Kimberley Jim is a 1963 South African musical comedy film directed by Emil Nofal and starring Jim Reeves, Madeleine Usher and Clive Parnell. Its plot follows an American singer who takes part in the Kimberley diamond rush in South Africa in the late 19th century. More specifically, 
"Jim Reeves and Clive Parnell play likable con-men who earn their living by selling patent medicine and cheating at poker ... two invest their winnings into developing a diamond mine but must outsmart the crooked local businessman", according to one summary.

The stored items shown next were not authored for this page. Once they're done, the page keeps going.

use crate::core::errors::BackendError;
use crate::core::models::key::Key;

/// Protocol a backend session is scoped to.
#[derive(Debug, Clone, Copy, PartialEq, Eq)]
pub enum Protocol {
    OpenPgp,
}

/// Recipient validity policy for asymmetric encryption.
#[derive(Debug, Clone, Copy, PartialEq, Eq, Default)]
pub enum TrustPolicy {
    /// Defer to the backend's trust model.
    #[default]
    Default,
    /// Encrypt to recipients regardless of their calculated validity.
    AlwaysTrust,
}

/// Stream of keys produced by a listing. An `Err` item ends the listing.
pub type KeyListing<'a> = Box<dyn Iterator<Item = Result<Key, BackendError>> + 'a>;

/// Port for the OpenPGP engine.
///
/// Implementations live in `adapters::cipher`. The core only depends on this
/// trait. Every operation runs inside a session obtained from `open_session`;
/// callers open one session per call and drop it on every exit path.
pub trait CryptoBackend: Send + Sync {
    type Session: BackendSession;

    /// Create a fresh session. Sessions are never shared between calls.
    fn open_session(&self, protocol: Protocol) -> Result<Self::Session, BackendError>;

    /// Human-readable name of this backend (e.g. "gpg").
    fn name(&self) -> &str;
}

/// One backend session. Buffers are borrowed for the duration of a call only.
pub trait BackendSession {
    /// Produce ASCII-armored output.
    fn set_armor(&mut self, armor: bool);

    /// Treat input as canonical text.
    fn set_text_mode(&mut self, text_mode: bool);

    /// Start listing keys matching `pattern` (empty = all keys).
    ///
    /// An `Err` here means the listing never started. Errors after the start
    /// arrive as items of the returned stream.
    fn start_key_listing(
        &mut self,
        pattern: &str,
        secret_only: bool,
    ) -> Result<KeyListing<'_>, BackendError>;

    /// Look up a single key by its exact fingerprint.
    fn key(&mut self, fingerprint: &str) -> Result<Key, BackendError>;

    /// Encrypt with a passphrase instead of a recipient key.
    fn encrypt_symmetric(&mut self, plaintext: &[u8]) -> Result<Vec<u8>, BackendError>;

    /// Encrypt to the given recipient keys.
    fn encrypt(
        &mut self,
        recipients: &[Key],
        plaintext: &[u8],
        trust: TrustPolicy,
    ) -> Result<Vec<u8>, BackendError>;

    fn decrypt(&mut self, ciphertext: &[u8]) -> Result<Vec<u8>, BackendError>;
}
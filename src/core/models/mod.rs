pub mod key;
pub mod key_details;
pub mod operation_result;
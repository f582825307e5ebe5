/// All domain errors for pgpmate.
///
/// Each variant carries enough context to diagnose the issue
/// without needing a debugger.
#[derive(Debug, thiserror::Error)]
pub enum PgpError {
    #[error("Key listing failed: {reason}")]
    KeyListingFailed { reason: String },

    #[error(
        "No key found for fingerprint '{fingerprint}'\n\n  \
         Run 'pgpmate keys' to see the fingerprints available on this host."
    )]
    KeyNotFound { fingerprint: String },

    #[error("Decryption failed: {reason}")]
    DecryptionFailed { reason: String },

    #[error("Encryption failed: {reason}")]
    EncryptionFailed { reason: String },

    #[error(
        "No keys found matching '{pattern}'\n\n  \
         Import a key with 'gpg --import' or widen the search pattern."
    )]
    NoKeysFound { pattern: String },

    #[error("Key index {index} is out of range ({available} key(s) loaded)")]
    InvalidSelection { index: usize, available: usize },

    #[error("Invalid configuration: {detail}")]
    InvalidConfig { detail: String },

    #[error(
        "OpenPGP backend unavailable: {detail}\n\n  \
         Solutions:\n    \
         → Install GnuPG and make sure 'gpg' is in PATH\n    \
         → Or point to the binary: pgpmate --gpg /path/to/gpg"
    )]
    BackendUnavailable { detail: String },

    #[error(transparent)]
    Io(#[from] std::io::Error),
}

impl PgpError {
    /// The failure category of this error.
    pub fn kind(&self) -> ErrorKind {
        match self {
            PgpError::KeyListingFailed { .. } => ErrorKind::KeyListingFailed,
            PgpError::KeyNotFound { .. } => ErrorKind::KeyNotFound,
            PgpError::DecryptionFailed { .. } => ErrorKind::DecryptionFailed,
            PgpError::EncryptionFailed { .. } => ErrorKind::EncryptionFailed,
            PgpError::NoKeysFound { .. } => ErrorKind::NoKeysFound,
            PgpError::InvalidSelection { .. } => ErrorKind::InvalidSelection,
            PgpError::InvalidConfig { .. } => ErrorKind::InvalidConfig,
            PgpError::BackendUnavailable { .. } => ErrorKind::BackendUnavailable,
            PgpError::Io(_) => ErrorKind::Io,
        }
    }
}

/// Copyable failure category, carried by `OperationResult`.
#[derive(Debug, Clone, Copy, PartialEq, Eq, Hash)]
pub enum ErrorKind {
    KeyListingFailed,
    KeyNotFound,
    DecryptionFailed,
    EncryptionFailed,
    NoKeysFound,
    InvalidSelection,
    InvalidConfig,
    BackendUnavailable,
    Io,
}

/// Structured error reported by a `CryptoBackend`: a numeric code
/// plus the backend's human-readable message.
#[derive(Debug, Clone, PartialEq, Eq, thiserror::Error)]
#[error("{message} (code {code})")]
pub struct BackendError {
    pub code: i32,
    pub message: String,
}

impl BackendError {
    pub fn new(code: i32, message: impl Into<String>) -> Self {
        Self {
            code,
            message: message.into(),
        }
    }
}

/// Convenience alias used throughout the crate.
pub type Result<T> = std::result::Result<T, PgpError>;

Reeves, a country singer, enjoyed international popularity during the 1960s. According to Billboard magazine, "Reeves’ star shone equally bright overseas in England, India, Germany, and even South Africa". In the film, the artist sings part of one song in Afrikaans. The soundtrack of 14 songs included the songs "Kimberley Jim," "Strike It Rich," "I Grew Up," "My Life Is A Gypsy," "Born To Be Lucky," "Old Fashioned Rag," "Diamonds In The Sand," "A Stranger's Just A Friend," " Fall In And Follow," "Roving Gambler" and "Dolly With The Dimpled Knees."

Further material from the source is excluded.